[TASK TO COMPLETE] Copy out each record below, exactly as given.
#### SOURCE MATERIAL ####
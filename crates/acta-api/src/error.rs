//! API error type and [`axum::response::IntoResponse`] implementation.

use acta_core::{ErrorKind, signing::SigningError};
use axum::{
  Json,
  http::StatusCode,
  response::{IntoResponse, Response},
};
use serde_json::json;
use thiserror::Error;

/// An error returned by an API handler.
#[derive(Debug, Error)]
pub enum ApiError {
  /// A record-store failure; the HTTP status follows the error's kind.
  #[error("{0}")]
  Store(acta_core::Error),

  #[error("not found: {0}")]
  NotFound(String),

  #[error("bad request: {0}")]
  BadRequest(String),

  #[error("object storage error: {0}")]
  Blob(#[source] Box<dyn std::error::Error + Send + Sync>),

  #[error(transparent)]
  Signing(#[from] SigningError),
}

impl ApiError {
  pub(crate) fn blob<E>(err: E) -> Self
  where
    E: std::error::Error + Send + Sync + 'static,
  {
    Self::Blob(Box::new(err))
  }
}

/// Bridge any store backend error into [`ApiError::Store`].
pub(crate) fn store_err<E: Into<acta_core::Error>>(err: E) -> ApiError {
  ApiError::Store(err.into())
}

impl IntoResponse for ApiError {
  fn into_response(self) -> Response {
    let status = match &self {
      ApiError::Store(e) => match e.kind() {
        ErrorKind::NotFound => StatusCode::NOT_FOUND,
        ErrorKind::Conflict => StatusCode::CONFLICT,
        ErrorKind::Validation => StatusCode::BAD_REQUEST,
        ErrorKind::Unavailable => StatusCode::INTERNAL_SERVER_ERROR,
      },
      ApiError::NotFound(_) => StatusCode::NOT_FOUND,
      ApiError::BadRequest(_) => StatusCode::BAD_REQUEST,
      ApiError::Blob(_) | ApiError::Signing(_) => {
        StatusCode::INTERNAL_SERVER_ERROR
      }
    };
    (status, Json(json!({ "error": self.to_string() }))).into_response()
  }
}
####
[THE COMPLETED TASK]
filename crates/acta-api/src/error.rs
//! API error type and [`axum::response::IntoResponse`] implementation.

use acta_core::{ErrorKind, signing::SigningError};
use axum::{
  Json,
  http::StatusCode,
  response::{IntoResponse, Response},
};
use serde_json::json;
use thiserror::Error;

/// An error returned by an API handler.
#[derive(Debug, Error)]
pub enum ApiError {
  /// A record-store failure; the HTTP status follows the error's kind.
  #[error("{0}")]
  Store(acta_core::Error),

  #[error("not found: {0}")]
  NotFound(String),

  #[error("bad request: {0}")]
  BadRequest(String),

  #[error("object storage error: {0}")]
  Blob(#[source] Box<dyn std::error::Error + Send + Sync>),

  #[error(transparent)]
  Signing(#[from] SigningError),
}

impl ApiError {
  pub(crate) fn blob<E>(err: E) -> Self
  where
    E: std::error::Error + Send + Sync + 'static,
  {
    Self::Blob(Box::new(err))
  }
}

/// Bridge any store backend error into [`ApiError::Store`].
pub(crate) fn store_err<E: Into<acta_core::Error>>(err: E) -> ApiError {
  ApiError::Store(err.into())
}

impl IntoResponse for ApiError {
  fn into_response(self) -> Response {
    let status = match &self {
      ApiError::Store(e) => match e.kind() {
        ErrorKind::NotFound => StatusCode::NOT_FOUND,
        ErrorKind::Conflict => StatusCode::CONFLICT,
        ErrorKind::Validation => StatusCode::BAD_REQUEST,
        ErrorKind::Unavailable => StatusCode::INTERNAL_SERVER_ERROR,
      },
      ApiError::NotFound(_) => StatusCode::NOT_FOUND,
      ApiError::BadRequest(_) => StatusCode::BAD_REQUEST,
      ApiError::Blob(_) | ApiError::Signing(_) => {
        StatusCode::INTERNAL_SERVER_ERROR
      }
    };
    (status, Json(json!({ "error": self.to_string() }))).into_response()
  }
}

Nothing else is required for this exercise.